■ **Collected data**:
◆ ◆ ◆

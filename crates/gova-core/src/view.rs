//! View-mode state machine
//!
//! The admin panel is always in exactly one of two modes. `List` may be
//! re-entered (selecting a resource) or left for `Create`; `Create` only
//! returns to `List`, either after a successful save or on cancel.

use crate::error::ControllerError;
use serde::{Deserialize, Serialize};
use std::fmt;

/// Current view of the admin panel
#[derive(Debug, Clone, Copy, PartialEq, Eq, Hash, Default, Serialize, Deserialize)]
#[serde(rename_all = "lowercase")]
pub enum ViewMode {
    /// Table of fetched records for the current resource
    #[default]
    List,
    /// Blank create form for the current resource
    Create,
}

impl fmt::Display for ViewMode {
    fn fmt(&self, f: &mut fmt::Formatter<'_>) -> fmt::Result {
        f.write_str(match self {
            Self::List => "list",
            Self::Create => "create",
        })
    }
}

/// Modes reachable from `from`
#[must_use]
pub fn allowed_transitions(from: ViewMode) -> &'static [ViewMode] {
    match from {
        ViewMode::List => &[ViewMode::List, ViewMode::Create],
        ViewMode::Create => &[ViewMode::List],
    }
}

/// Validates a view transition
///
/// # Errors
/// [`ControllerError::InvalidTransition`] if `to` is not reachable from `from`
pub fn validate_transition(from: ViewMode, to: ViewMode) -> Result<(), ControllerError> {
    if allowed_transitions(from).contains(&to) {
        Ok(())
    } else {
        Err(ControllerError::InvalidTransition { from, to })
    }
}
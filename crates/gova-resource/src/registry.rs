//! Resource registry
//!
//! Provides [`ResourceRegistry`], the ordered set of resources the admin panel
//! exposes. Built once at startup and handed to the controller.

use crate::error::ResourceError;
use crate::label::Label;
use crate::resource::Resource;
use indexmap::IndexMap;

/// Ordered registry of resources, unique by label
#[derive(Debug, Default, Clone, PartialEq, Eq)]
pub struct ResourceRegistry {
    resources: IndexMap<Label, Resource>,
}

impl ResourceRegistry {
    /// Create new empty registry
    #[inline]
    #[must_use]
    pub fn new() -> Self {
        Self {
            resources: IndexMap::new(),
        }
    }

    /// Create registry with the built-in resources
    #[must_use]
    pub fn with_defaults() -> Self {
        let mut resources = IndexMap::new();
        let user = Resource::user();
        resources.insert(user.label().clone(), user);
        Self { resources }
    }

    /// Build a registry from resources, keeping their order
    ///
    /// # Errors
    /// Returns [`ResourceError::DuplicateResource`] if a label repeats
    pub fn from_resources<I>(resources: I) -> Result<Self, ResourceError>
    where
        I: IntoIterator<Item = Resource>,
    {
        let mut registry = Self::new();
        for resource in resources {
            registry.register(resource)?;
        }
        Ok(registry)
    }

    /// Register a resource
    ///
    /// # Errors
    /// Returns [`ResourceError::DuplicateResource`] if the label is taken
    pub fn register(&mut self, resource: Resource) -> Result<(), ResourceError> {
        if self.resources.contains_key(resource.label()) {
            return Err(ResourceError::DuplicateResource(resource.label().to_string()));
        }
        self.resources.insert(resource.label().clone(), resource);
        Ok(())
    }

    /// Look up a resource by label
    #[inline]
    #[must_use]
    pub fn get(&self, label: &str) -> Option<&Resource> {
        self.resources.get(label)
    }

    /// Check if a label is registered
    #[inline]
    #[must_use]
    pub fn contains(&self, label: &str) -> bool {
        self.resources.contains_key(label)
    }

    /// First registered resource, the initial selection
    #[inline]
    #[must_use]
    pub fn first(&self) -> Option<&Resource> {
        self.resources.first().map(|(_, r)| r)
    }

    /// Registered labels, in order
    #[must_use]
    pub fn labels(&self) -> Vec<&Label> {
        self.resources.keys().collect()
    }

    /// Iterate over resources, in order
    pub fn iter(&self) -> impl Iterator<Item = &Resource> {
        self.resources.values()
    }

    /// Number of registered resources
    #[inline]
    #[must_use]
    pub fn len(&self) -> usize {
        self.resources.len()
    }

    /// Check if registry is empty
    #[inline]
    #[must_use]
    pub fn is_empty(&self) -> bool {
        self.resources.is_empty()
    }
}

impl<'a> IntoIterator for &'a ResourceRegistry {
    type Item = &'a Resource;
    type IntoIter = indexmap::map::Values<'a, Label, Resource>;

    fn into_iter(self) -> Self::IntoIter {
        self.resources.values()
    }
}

◆ ◆ ◆

■ **Work item**:
Starting with the line above that holds "Ok(registry)" and stopping with the line that holds "pub fn contains(&self, label: &str)", reproduce each line exactly, omitting all other lines.

■ **Exercise response**:
        Ok(registry)
    }

    /// Register a resource
    ///
    /// # Errors
    /// Returns [`ResourceError::DuplicateResource`] if the label is taken
    pub fn register(&mut self, resource: Resource) -> Result<(), ResourceError> {
        if self.resources.contains_key(resource.label()) {
            return Err(ResourceError::DuplicateResource(resource.label().to_string()));
        }
        self.resources.insert(resource.label().clone(), resource);
        Ok(())
    }

    /// Look up a resource by label
    #[inline]
    #[must_use]
    pub fn get(&self, label: &str) -> Option<&Resource> {
        self.resources.get(label)
    }

    /// Check if a label is registered
    #[inline]
    #[must_use]
    pub fn contains(&self, label: &str) -> bool {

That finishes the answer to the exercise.